Cedarwood oil was a popular natural oil source in the past. However, using synthetic oils on their own, or with a mix of others, delivers thickness properties that are better than natural oils.  

Synthetic substances maintain a desirable pH level compared to natural ones. Lower pH levels indicate that an environment is acidic.

Acidic settings are bad for specimens as they can make samples break down. 

Microscope users need to take care when applying oil, as they need to avoid the substance coming into contact with the microscope, particularly the lens.

If the slides are prepared incorrectly, the cement used to lock the panels might not work properly. The glue might stick to the microscope or other panels. 

Other than the care needed to prepare and produce the slides, some disadvantages of this are:

  • Lens damage may occur if caution isn’t taken during application and cleanup
  • If glue or cement used to contain oils beneath the slide isn’t applied correctly, outside particles like the dust may penetrate it
  • Cement may dry on the microscope itself. Removing this will be hard and may damage the microscope and lens in the process

You can buy particular solvents that can remove dried cement from microscope components, but removal still comes with a risk of damage and scratches. 

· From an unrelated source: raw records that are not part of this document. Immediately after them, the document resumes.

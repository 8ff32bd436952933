//! Mission plan files.
//!
//! A mission CSV has a header row and one task-letter column per EVA
//! (e.g. `EVA-1 Type`, `EVA-2 Type`). Cells of the chosen column are trimmed
//! and concatenated top to bottom into one sequence string. Every row must
//! carry a task in that column.

use anyhow::{Context, Result};
use eva_core::EvaError;
use std::io::Read;
use std::path::Path;

/// Header names of a mission file.
pub fn list_columns<P: AsRef<Path>>(path: P) -> Result<Vec<String>> {
    let mut reader = csv::ReaderBuilder::new()
        .trim(csv::Trim::All)
        .from_path(path.as_ref())
        .with_context(|| format!("Failed to open mission file: {}", path.as_ref().display()))?;
    let headers = reader.headers().context("Failed to read mission header")?;
    Ok(headers.iter().map(str::to_string).collect())
}

/// Read the task sequence stored in `column` of a mission file.
pub fn load_column<P: AsRef<Path>>(path: P, column: &str) -> Result<String> {
    let file = std::fs::File::open(path.as_ref())
        .with_context(|| format!("Failed to open mission file: {}", path.as_ref().display()))?;
    read_column(file, column)
        .with_context(|| format!("Invalid mission file: {}", path.as_ref().display()))
}

/// Same as [`load_column`] over any reader.
pub fn read_column<R: Read>(source: R, column: &str) -> Result<String> {
    let mut reader = csv::ReaderBuilder::new()
        .trim(csv::Trim::All)
        .flexible(true)
        .from_reader(source);

    let index = reader
        .headers()
        .context("Failed to read mission header")?
        .iter()
        .position(|h| h == column)
        .ok_or_else(|| EvaError::missing(format!("mission column '{}'", column)))?;

    let mut sequence = String::new();
    for (row, record) in reader.records().enumerate() {
        let record = record.with_context(|| format!("Failed to read mission row {}", row + 1))?;
        match record.get(index) {
            Some(cell) if !cell.is_empty() => sequence.push_str(cell),
            _ => {
                return Err(EvaError::missing(format!(
                    "task in mission row {} of column '{}'",
                    row + 1,
                    column
                ))
                .into())
            }
        }
    }
    tracing::debug!("Loaded {} task letters from column '{}'", sequence.chars().count(), column);
    Ok(sequence)
}

#[cfg(test)]
mod tests {
    use super::*;
    use std::io::Write;

    const PLAN: &str = "\
Step,EVA-1 Type,EVA-2 Type
1, L ,N
2,N,H
3,H,R
4,C,E
";

    #[test]
    fn test_read_column_concatenates_trimmed_cells() {
        let seq = read_column(PLAN.as_bytes(), "EVA-1 Type").unwrap();
        assert_eq!(seq, "LNHC");
        let seq = read_column(PLAN.as_bytes(), "EVA-2 Type").unwrap();
        assert_eq!(seq, "NHRE");
    }

    #[test]
    fn test_missing_column_is_missing_configuration() {
        let err = read_column(PLAN.as_bytes(), "EVA-3 Type").unwrap_err();
        let eva = err.downcast_ref::<EvaError>().expect("EvaError inside");
        assert_eq!(eva, &EvaError::missing("mission column 'EVA-3 Type'"));
    }

    #[test]
    fn test_blank_cell_stops_the_plan() {
        let plan = "Step,EVA-1 Type\n1,L\n2,\n3,H\n";
        let err = read_column(plan.as_bytes(), "EVA-1 Type").unwrap_err();
        assert_eq!(
            err.downcast_ref::<EvaError>(),
            Some(&EvaError::missing("task in mission row 2 of column 'EVA-1 Type'"))
        );
    }

    #[test]
    fn test_short_row_stops_the_plan() {
        let plan = "Step,EVA-1 Type\n1,L\n2\n3,H\n";
        let err = read_column(plan.as_bytes(), "EVA-1 Type").unwrap_err();
        assert!(err.to_string().contains("mission row 2"), "{}", err);
    }

    #[test]
    fn test_file_helpers() {
        let mut file = tempfile::NamedTempFile::new().unwrap();
        file.write_all(PLAN.as_bytes()).unwrap();

        let columns = list_columns(file.path()).unwrap();
        assert_eq!(columns, vec!["Step", "EVA-1 Type", "EVA-2 Type"]);
        assert_eq!(load_column(file.path(), "EVA-2 Type").unwrap(), "NHRE");

        assert!(load_column("/nonexistent/mission.csv", "EVA-1 Type").is_err());
    }

    #[test]
    fn test_demo_plan() {
        let plan = include_str!("../../../demos/solar_panel_installation.csv");
        assert_eq!(read_column(plan.as_bytes(), "EVA-1 Type").unwrap(), "LNHHNTCCNR");
        assert_eq!(read_column(plan.as_bytes(), "EVA-2 Type").unwrap(), "LNNHHNCPER");
    }
}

Take note that oil is also unsuitable for dry lenses, as using oil incorrectly can lead to lower quality or deformed pictures. 

Cleaning Tips

One of the best ways of cleaning immersion objective lenses is by using dry lens tissue to wipe off the oil.

After you’ve cleaned off most of the oil, you can use a soft tissue to clean the front of the objective. 

If you’d prefer to clean your objectives with a solution, create a mixture of water and dish soap to do so.

Mix five to ten drops of the soap with ten milliliters of distilled water. Make sure that the dish soap doesn’t contain any ammonia. 

It’s important to avoid harsh cleaners when cleaning your lenses, as harsh chemicals can damage them.

Take particular care if your lens is already clean and free from dry oil, as this can make it prone to damage. 

You don’t need to clean your lenses over and over again. As long as they are free from debris and residue, once is more than enough. 


Now you know why oil immersion microscopy is so important! 

Oil immersion microscopy is a significant tool when using a microscope to view samples.

The method does come with its drawbacks, but remaining cautious and handling components with care, can prevent problems occurring, like adhesive drying on the slides or lens.

Comparable refractive indexes can produce bigger, clearer images. This is ideal when examining inanimate specimens, muscle tissue, and bacterium.

Using a blend of synthetic oils can produce an oil with the optimum thickness to produce detailed, high-quality pictures.

Make sure that you always clean up oil after you’ve used your immersion objective lens, even if you’re using the lens again in the same period.

Immersion oil can enter the microscope’s parts, breaking down the cement that fixes the front lenses in place. 

Oil immersion microscopy can help enhance resolution, producing better quality images as a result!